(How to complete this task) Every entry below should be printed exactly.

Items from a data source
impl<'a> LocalItems<'a> {
    /// Iterate over the items of a local set value
    pub fn new(data: &'a [u8]) -> Self {
        LocalItems {
            data,
            position: 0,
            array_tags: &[],
        }
    }

    /// Trust array headers over the local length for these tags
    pub fn with_array_tags(mut self, array_tags: &'a [u16]) -> Self {
        self.array_tags = array_tags;
        self
    }

    fn next_item(&mut self) -> Result<(u16, &'a [u8])> {
        let data: &'a [u8] = self.data;
        let remaining = &data[self.position..];
        if remaining.len() < 4 {
            return Err(MxfError::Truncated {
                needed: 4,
                available: remaining.len() as u64,
            });
        }

        let tag = u16::from_be_bytes([remaining[0], remaining[1]]);
        let mut len = u16::from_be_bytes([remaining[2], remaining[3]]) as usize;
        let body = &remaining[4..];

        if self.array_tags.contains(&tag) && body.len() >= ArrayHeader::SIZE {
            let mut header_bytes = &body[..ArrayHeader::SIZE];
            let header = read_array_header(&mut header_bytes)?;
            let array_len = header.total_size();
            if array_len != len as u64 && array_len <= body.len() as u64 {
                tracing::debug!(
                    tag,
                    local_len = len,
                    array_len,
                    "using array header length for local item"
                );
                len = array_len as usize;
            }
        }

        if len > body.len() {
            return Err(MxfError::Truncated {
                needed: len as u64,
                available: body.len() as u64,
            });
        }

        self.position += 4 + len;
        Ok((tag, &body[..len]))
    }
}

impl<'a> Iterator for LocalItems<'a> {
    type Item = Result<(u16, &'a [u8])>;

    fn next(&mut self) -> Option<Self::Item> {
        if self.position >= self.data.len() {
            return None;
        }
        let item = self.next_item();
        if item.is_err() {
            self.position = self.data.len();
        }
        Some(item)
    }
}

#[cfg(test)]
mod tests {
    use super::*;
    use crate::ul::labels;
    use std::io::Cursor;

    #[test]
    fn test_ber_length_short() {
        let encoded = encode_ber_length(100);
        assert_eq!(encoded, vec![100]);

        let (decoded, size) = decode_ber_length(&encoded).unwrap();
        assert_eq!(decoded, 100);
        assert_eq!(size, 1);
    }

    #[test]
    fn test_ber_length_long() {
        let encoded = encode_ber_length(1000);
        assert_eq!(encoded, vec![0x82, 0x03, 0xE8]);

        let (decoded, size) = decode_ber_length(&encoded).unwrap();
        assert_eq!(decoded, 1000);
        assert_eq!(size, 3);
    }

    #[test]
    fn test_ber_length_boundaries() {
        assert_eq!(encode_ber_length(127), vec![0x7F]);
        assert_eq!(encode_ber_length(128), vec![0x81, 0x80]);
        assert_eq!(encode_ber_length(u32::MAX as u64), vec![0x84, 0xFF, 0xFF, 0xFF, 0xFF]);
        assert_eq!(ber_length_size(1 << 56), 9);
        assert_eq!(ber_length_size(u64::MAX), 9);
    }

    #[test]
    fn test_ber_rejects_indefinite_and_oversized() {
        assert!(matches!(
            decode_ber_length(&[0x80]),
            Err(MxfError::MalformedLength { .. })
        ));
        let mut nine = vec![0x89];
        nine.extend_from_slice(&[0; 9]);
        assert!(matches!(
            decode_ber_length(&nine),
            Err(MxfError::MalformedLength { .. })
        ));
        assert!(matches!(
            decode_ber_length(&[0x82, 0x01]),
            Err(MxfError::Truncated { .. })
        ));
    }

    #[test]
    fn test_fixed_length() {
        assert_eq!(encode_fixed_ber_length(5, 4).unwrap(), vec![0x83, 0, 0, 5]);
        assert_eq!(encode_fixed_ber_length(0x12_3456, 4).unwrap(), vec![0x83, 0x12, 0x34, 0x56]);
        assert!(encode_fixed_ber_length(0x100_0000, 4).is_err());
        assert!(encode_fixed_ber_length(200, 1).is_err());
        assert!(encode_fixed_ber_length(0, 10).is_err());
        assert_eq!(encode_fixed_ber_length(u64::MAX, 9).unwrap().len(), 9);
    }

    #[test]
    fn test_read_kl_positions_at_value() {
        let key = Key([0x06, 0x0E, 0x2B, 0x34, 1, 2, 3, 4, 5, 6, 7, 8, 9, 10, 11, 12]);
        let mut data = Vec::new();
        write_fixed_kl(&mut data, &key, 4, 200).unwrap();
        data.extend_from_slice(&[0xAB; 200]);

        let mut cursor = Cursor::new(data);
        let header = read_kl(&mut cursor).unwrap();
        assert_eq!(header.key, key);
        assert_eq!((header.llen, header.len), (4, 200));
        assert_eq!(cursor.position(), header.kl_size());
        assert_eq!(read_value(&mut cursor, header.len).unwrap(), vec![0xAB; 200]);
        assert_eq!(cursor.position(), header.total_size());
    }

    #[test]
    fn test_read_value_truncated() {
        let mut cursor = Cursor::new(vec![0u8; 10]);
        let err = read_value(&mut cursor, 1 << 40).unwrap_err();
        assert!(matches!(err, MxfError::Truncated { available: 10, .. }));
    }

    #[test]
    fn test_read_expected_kl() {
        let mut data = Vec::new();
        write_kl(&mut data, &labels::PRIMER_PACK, 0).unwrap();
        assert!(read_expected_kl(&mut Cursor::new(&data), &labels::PRIMER_PACK).is_ok());
        assert!(matches!(
            read_expected_kl(&mut Cursor::new(&data), &labels::FILL_ITEM),
            Err(MxfError::KeyMismatch { .. })
        ));
    }

    #[test]
    fn test_fill_and_skip() {
        let mut data = Vec::new();
        write_fill(&mut data, 17).unwrap();
        write_fill(&mut data, 19).unwrap();
        write_fill(&mut data, 300).unwrap();
        assert_eq!(data.len(), 17 + 19 + 300);
        write_kl(&mut data, &labels::PRIMER_PACK, 3).unwrap();
        data.extend_from_slice(&[1, 2, 3]);

        let mut cursor = Cursor::new(data);
        let header = read_next_nonfiller_kl(&mut cursor).unwrap();
        assert_eq!(header.key, labels::PRIMER_PACK);
        assert_eq!(header.len, 3);

        assert!(write_fill(&mut Vec::new(), 16).is_err());
    }

    #[test]
    fn test_local_items() {
        let mut buffer = Vec::new();
        write_local_item(&mut buffer, 0x1234, &[1, 2, 3]).unwrap();
        write_local_item(&mut buffer, 0x3c0a, &[9; 16]).unwrap();

        let items: Vec<_> = LocalItems::new(&buffer).collect::<Result<_>>().unwrap();
        assert_eq!(items.len(), 2);
        assert_eq!(items[0], (0x1234, &[1u8, 2, 3][..]));
        assert_eq!(items[1].1.len(), 16);

        assert!(write_local_item(&mut Vec::new(), 1, &vec![0; 70_000]).is_err());
    }

    #[test]
    fn test_local_items_trusts_array_header() {
        // local length says 4, the array header says 3 x 8 bytes follow
        let mut buffer = vec![0x3f, 0x0a, 0x00, 0x04];
        write_array_header(&mut buffer, ArrayHeader::new(3, 8)).unwrap();
        buffer.extend_from_slice(&[7; 24]);
        write_local_item(&mut buffer, 0x3f0b, &[0; 8]).unwrap();

        let items: Vec<_> = LocalItems::new(&buffer)
            .with_array_tags(&[0x3f09, 0x3f0a])
            .collect::<Result<_>>()
            .unwrap();
        assert_eq!(items.len(), 2);
        assert_eq!(items[0].1.len(), 32);
        assert_eq!(items[1].0, 0x3f0b);
    }

    #[test]
    fn test_local_items_truncated() {
        let buffer = vec![0x12, 0x34, 0x00, 0x10, 1, 2];
        let mut items = LocalItems::new(&buffer);
        assert!(matches!(items.next(), Some(Err(MxfError::Truncated { .. }))));
        assert!(items.next().is_none());
    }
}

(Completed task)
impl<'a> LocalItems<'a> {
    /// Iterate over the items of a local set value
    pub fn new(data: &'a [u8]) -> Self {
        LocalItems {
            data,
            position: 0,
            array_tags: &[],
        }
    }

    /// Trust array headers over the local length for these tags
    pub fn with_array_tags(mut self, array_tags: &'a [u16]) -> Self {
        self.array_tags = array_tags;
        self
    }

    fn next_item(&mut self) -> Result<(u16, &'a [u8])> {
        let data: &'a [u8] = self.data;
        let remaining = &data[self.position..];
        if remaining.len() < 4 {
            return Err(MxfError::Truncated {
                needed: 4,
                available: remaining.len() as u64,
            });
        }

        let tag = u16::from_be_bytes([remaining[0], remaining[1]]);
        let mut len = u16::from_be_bytes([remaining[2], remaining[3]]) as usize;
        let body = &remaining[4..];

        if self.array_tags.contains(&tag) && body.len() >= ArrayHeader::SIZE {
            let mut header_bytes = &body[..ArrayHeader::SIZE];
            let header = read_array_header(&mut header_bytes)?;
            let array_len = header.total_size();
            if array_len != len as u64 && array_len <= body.len() as u64 {
                tracing::debug!(
                    tag,
                    local_len = len,
                    array_len,
                    "using array header length for local item"
                );
                len = array_len as usize;
            }
        }

        if len > body.len() {
            return Err(MxfError::Truncated {
                needed: len as u64,
                available: body.len() as u64,
            });
        }

        self.position += 4 + len;
        Ok((tag, &body[..len]))
    }
}

impl<'a> Iterator for LocalItems<'a> {
    type Item = Result<(u16, &'a [u8])>;

    fn next(&mut self) -> Option<Self::Item> {
        if self.position >= self.data.len() {
            return None;
        }
        let item = self.next_item();
        if item.is_err() {
            self.position = self.data.len();
        }
        Some(item)
    }
}

#[cfg(test)]
mod tests {
    use super::*;
    use crate::ul::labels;
    use std::io::Cursor;

    #[test]
    fn test_ber_length_short() {
        let encoded = encode_ber_length(100);
        assert_eq!(encoded, vec![100]);

        let (decoded, size) = decode_ber_length(&encoded).unwrap();
        assert_eq!(decoded, 100);
        assert_eq!(size, 1);
    }

    #[test]
    fn test_ber_length_long() {
        let encoded = encode_ber_length(1000);
        assert_eq!(encoded, vec![0x82, 0x03, 0xE8]);

        let (decoded, size) = decode_ber_length(&encoded).unwrap();
        assert_eq!(decoded, 1000);
        assert_eq!(size, 3);
    }

    #[test]
    fn test_ber_length_boundaries() {
        assert_eq!(encode_ber_length(127), vec![0x7F]);
        assert_eq!(encode_ber_length(128), vec![0x81, 0x80]);
        assert_eq!(encode_ber_length(u32::MAX as u64), vec![0x84, 0xFF, 0xFF, 0xFF, 0xFF]);
        assert_eq!(ber_length_size(1 << 56), 9);
        assert_eq!(ber_length_size(u64::MAX), 9);
    }

    #[test]
    fn test_ber_rejects_indefinite_and_oversized() {
        assert!(matches!(
            decode_ber_length(&[0x80]),
            Err(MxfError::MalformedLength { .. })
        ));
        let mut nine = vec![0x89];
        nine.extend_from_slice(&[0; 9]);
        assert!(matches!(
            decode_ber_length(&nine),
            Err(MxfError::MalformedLength { .. })
        ));
        assert!(matches!(
            decode_ber_length(&[0x82, 0x01]),
            Err(MxfError::Truncated { .. })
        ));
    }

    #[test]
    fn test_fixed_length() {
        assert_eq!(encode_fixed_ber_length(5, 4).unwrap(), vec![0x83, 0, 0, 5]);
        assert_eq!(encode_fixed_ber_length(0x12_3456, 4).unwrap(), vec![0x83, 0x12, 0x34, 0x56]);
        assert!(encode_fixed_ber_length(0x100_0000, 4).is_err());
        assert!(encode_fixed_ber_length(200, 1).is_err());
        assert!(encode_fixed_ber_length(0, 10).is_err());
        assert_eq!(encode_fixed_ber_length(u64::MAX, 9).unwrap().len(), 9);
    }

    #[test]
    fn test_read_kl_positions_at_value() {
        let key = Key([0x06, 0x0E, 0x2B, 0x34, 1, 2, 3, 4, 5, 6, 7, 8, 9, 10, 11, 12]);
        let mut data = Vec::new();
        write_fixed_kl(&mut data, &key, 4, 200).unwrap();
        data.extend_from_slice(&[0xAB; 200]);

        let mut cursor = Cursor::new(data);
        let header = read_kl(&mut cursor).unwrap();
        assert_eq!(header.key, key);
        assert_eq!((header.llen, header.len), (4, 200));
        assert_eq!(cursor.position(), header.kl_size());
        assert_eq!(read_value(&mut cursor, header.len).unwrap(), vec![0xAB; 200]);
        assert_eq!(cursor.position(), header.total_size());
    }

    #[test]
    fn test_read_value_truncated() {
        let mut cursor = Cursor::new(vec![0u8; 10]);
        let err = read_value(&mut cursor, 1 << 40).unwrap_err();
        assert!(matches!(err, MxfError::Truncated { available: 10, .. }));
    }

    #[test]
    fn test_read_expected_kl() {
        let mut data = Vec::new();
        write_kl(&mut data, &labels::PRIMER_PACK, 0).unwrap();
        assert!(read_expected_kl(&mut Cursor::new(&data), &labels::PRIMER_PACK).is_ok());
        assert!(matches!(
            read_expected_kl(&mut Cursor::new(&data), &labels::FILL_ITEM),
            Err(MxfError::KeyMismatch { .. })
        ));
    }

    #[test]
    fn test_fill_and_skip() {
        let mut data = Vec::new();
        write_fill(&mut data, 17).unwrap();
        write_fill(&mut data, 19).unwrap();
        write_fill(&mut data, 300).unwrap();
        assert_eq!(data.len(), 17 + 19 + 300);
        write_kl(&mut data, &labels::PRIMER_PACK, 3).unwrap();
        data.extend_from_slice(&[1, 2, 3]);

        let mut cursor = Cursor::new(data);
        let header = read_next_nonfiller_kl(&mut cursor).unwrap();
        assert_eq!(header.key, labels::PRIMER_PACK);
        assert_eq!(header.len, 3);

        assert!(write_fill(&mut Vec::new(), 16).is_err());
    }

    #[test]
    fn test_local_items() {
        let mut buffer = Vec::new();
        write_local_item(&mut buffer, 0x1234, &[1, 2, 3]).unwrap();
        write_local_item(&mut buffer, 0x3c0a, &[9; 16]).unwrap();

        let items: Vec<_> = LocalItems::new(&buffer).collect::<Result<_>>().unwrap();
        assert_eq!(items.len(), 2);
        assert_eq!(items[0], (0x1234, &[1u8, 2, 3][..]));
        assert_eq!(items[1].1.len(), 16);

        assert!(write_local_item(&mut Vec::new(), 1, &vec![0; 70_000]).is_err());
    }

    #[test]
    fn test_local_items_trusts_array_header() {
        // local length says 4, the array header says 3 x 8 bytes follow
        let mut buffer = vec![0x3f, 0x0a, 0x00, 0x04];
        write_array_header(&mut buffer, ArrayHeader::new(3, 8)).unwrap();
        buffer.extend_from_slice(&[7; 24]);
        write_local_item(&mut buffer, 0x3f0b, &[0; 8]).unwrap();

        let items: Vec<_> = LocalItems::new(&buffer)
            .with_array_tags(&[0x3f09, 0x3f0a])
            .collect::<Result<_>>()
            .unwrap();
        assert_eq!(items.len(), 2);
        assert_eq!(items[0].1.len(), 32);
        assert_eq!(items[1].0, 0x3f0b);
    }

    #[test]
    fn test_local_items_truncated() {
        let buffer = vec![0x12, 0x34, 0x00, 0x10, 1, 2];
        let mut items = LocalItems::new(&buffer);
        assert!(matches!(items.next(), Some(Err(MxfError::Truncated { .. }))));
        assert!(items.next().is_none());
    }
}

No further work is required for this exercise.